• _Task description_
Provide the number of lines in the records that hold the string "short", without any other words.

Saved entries

=======

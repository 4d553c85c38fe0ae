//! owl-structural - flatten a batch of OWL 2 axioms
//!
//! ```bash
//! # Read a JSON array of axioms and print the normal form
//! owl-structural batch.json
//!
//! # From stdin, with settings and JSON output
//! cat batch.json | owl-structural --config settings.yaml --output json
//! ```

use std::{
    fs,
    io::{self, Read},
    path::PathBuf,
    process::ExitCode,
};

use clap::{Parser, ValueEnum};
use owl_structural::{
    config::Settings, logger, ontology::Axiom, Result, StructuralTransformation,
};

#[derive(Parser)]
#[command(name = "owl-structural", author, version, about = "Flatten OWL 2 axioms into structural normal form")]
struct Cli {
    /// JSON file holding an array of axioms; stdin when omitted
    input: Option<PathBuf>,

    /// YAML or TOML settings file
    #[arg(short, long)]
    config: Option<PathBuf>,

    /// Output format
    #[arg(short, long, value_enum, default_value_t = Output::Text)]
    output: Output,
}

#[derive(Clone, Copy, ValueEnum)]
enum Output {
    /// One axiom per line in functional syntax
    Text,
    /// The transformed set as a JSON array
    Json,
}

fn main() -> ExitCode {
    let cli = Cli::parse();
    match run(&cli) {
        Ok(()) => ExitCode::SUCCESS,
        Err(err) => {
            eprintln!("error: {err}");
            ExitCode::FAILURE
        }
    }
}

fn run(cli: &Cli) -> Result<()> {
    let settings = match &cli.config {
        Some(path) => Settings::from_file(path)?,
        None => Settings::default(),
    };
    logger::init(&settings.logger)?;

    let content = match &cli.input {
        Some(path) => fs::read_to_string(path)?,
        None => {
            let mut buffer = String::new();
            io::stdin().read_to_string(&mut buffer)?;
            buffer
        }
    };
    let batch: Vec<Axiom> = serde_json::from_str(&content)?;

    let engine = StructuralTransformation::from_config(&settings.transform)?;
    let result = engine.transform(&batch);

    match cli.output {
        Output::Text => {
            for axiom in &result {
                println!("{axiom}");
            }
        }
        Output::Json => {
            let axioms: Vec<&Axiom> = result.iter().collect();
            println!("{}", serde_json::to_string_pretty(&axioms)?);
        }
    }
    Ok(())
}
//! Flattening of general concept inclusions.
//!
//! The splitter takes inclusions `lhs ⊑ E` with an atomic left-hand side and
//! replaces every nested compound operand of `E` by a placeholder class
//! defined through its own inclusion. The descent is post-order: a compound
//! gets its placeholder only after all of its operands have been named.

use std::collections::BTreeSet;

use tracing::trace;

use super::{naming::FreshNames, nnf::nnf};
use crate::ontology::{
    axioms::{Annotation, Axiom},
    entities::{Class, Individual},
    expressions::ClassExpression,
};

/// Recursive descent over class expressions, minting placeholders on demand.
pub struct Splitter<'a> {
    names: &'a mut FreshNames,
}

impl<'a> Splitter<'a> {
    #[must_use]
    pub fn new(names: &'a mut FreshNames) -> Self {
        Self { names }
    }

    /// Emits the flattened form of `lhs ⊑ rhs` into `out`.
    ///
    /// `rhs` is brought into negation normal form first. `annotations` land
    /// on the axiom(s) rooted at `lhs`; the inclusions defining placeholders
    /// are never annotated.
    pub fn flatten_gci(
        &mut self,
        lhs: &Class,
        rhs: &ClassExpression,
        annotations: &BTreeSet<Annotation>,
        out: &mut Vec<Axiom>,
    ) {
        for part in self.simplify(nnf(rhs), out) {
            out.push(emit(lhs, part, annotations));
        }
    }

    /// Rewrites `ClassAssertion(class, individual)` so the asserted class is
    /// atomic.
    pub fn split_assertion(
        &mut self,
        class: &ClassExpression,
        individual: Individual,
        annotations: &BTreeSet<Annotation>,
        out: &mut Vec<Axiom>,
    ) {
        let class = match nnf(class) {
            ClassExpression::Class(class) => class,
            complex => self.define(complex, out),
        };
        out.push(
            Axiom::class_assertion(class, individual).with_annotations(annotations.iter().cloned()),
        );
    }

    /// Replaces nested operands of an NNF expression by placeholders and
    /// returns the conjuncts left for the enclosing inclusion.
    ///
    /// Operands are handled before their parent, in canonical operand order,
    /// so inner placeholders receive the lower numbers.
    fn simplify(&mut self, expression: ClassExpression, out: &mut Vec<Axiom>) -> Vec<ClassExpression> {
        match expression {
            ClassExpression::ObjectUnionOf(operands) => {
                let placeholders: BTreeSet<ClassExpression> = operands
                    .into_iter()
                    .map(|operand| ClassExpression::from(self.define(operand, out)))
                    .collect();
                vec![ClassExpression::ObjectUnionOf(placeholders)]
            }
            ClassExpression::ObjectIntersectionOf(operands) => operands
                .into_iter()
                .flat_map(|operand| self.simplify(operand, out))
                .collect(),
            ClassExpression::ObjectSomeValuesFrom { property, filler } => {
                vec![ClassExpression::some(property, self.name_filler(*filler, out))]
            }
            ClassExpression::ObjectAllValuesFrom { property, filler } => {
                vec![ClassExpression::only(property, self.name_filler(*filler, out))]
            }
            ClassExpression::ObjectMinCardinality {
                cardinality,
                property,
                filler,
            } => vec![ClassExpression::min(
                cardinality,
                property,
                self.name_filler(*filler, out),
            )],
            ClassExpression::ObjectExactCardinality {
                cardinality,
                property,
                filler,
            } => vec![ClassExpression::exactly(
                cardinality,
                property,
                self.name_filler(*filler, out),
            )],
            ClassExpression::ObjectMaxCardinality {
                cardinality,
                property,
                filler,
            } => vec![ClassExpression::max(
                cardinality,
                property,
                self.name_filler(*filler, out),
            )],
            simple => vec![simple],
        }
    }

    /// Keeps `owl:Thing` and `owl:Nothing` fillers, replaces anything else
    /// by a defined placeholder.
    fn name_filler(&mut self, filler: ClassExpression, out: &mut Vec<Axiom>) -> ClassExpression {
        if filler.is_thing() || filler.is_nothing() {
            return filler;
        }
        self.define(filler, out).into()
    }

    fn define(&mut self, expression: ClassExpression, out: &mut Vec<Axiom>) -> Class {
        let parts = self.simplify(expression, out);
        let placeholder = self.names.next_class();
        for part in parts {
            trace!(placeholder = %placeholder.iri(), definition = %part, "placeholder_defined");
            out.push(emit(&placeholder, part, &BTreeSet::new()));
        }
        placeholder
    }
}

fn emit(lhs: &Class, rhs: ClassExpression, annotations: &BTreeSet<Annotation>) -> Axiom {
    Axiom::subclass_of(lhs.clone(), rhs).with_annotations(annotations.iter().cloned())
}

=======

• _Exercise answer_
2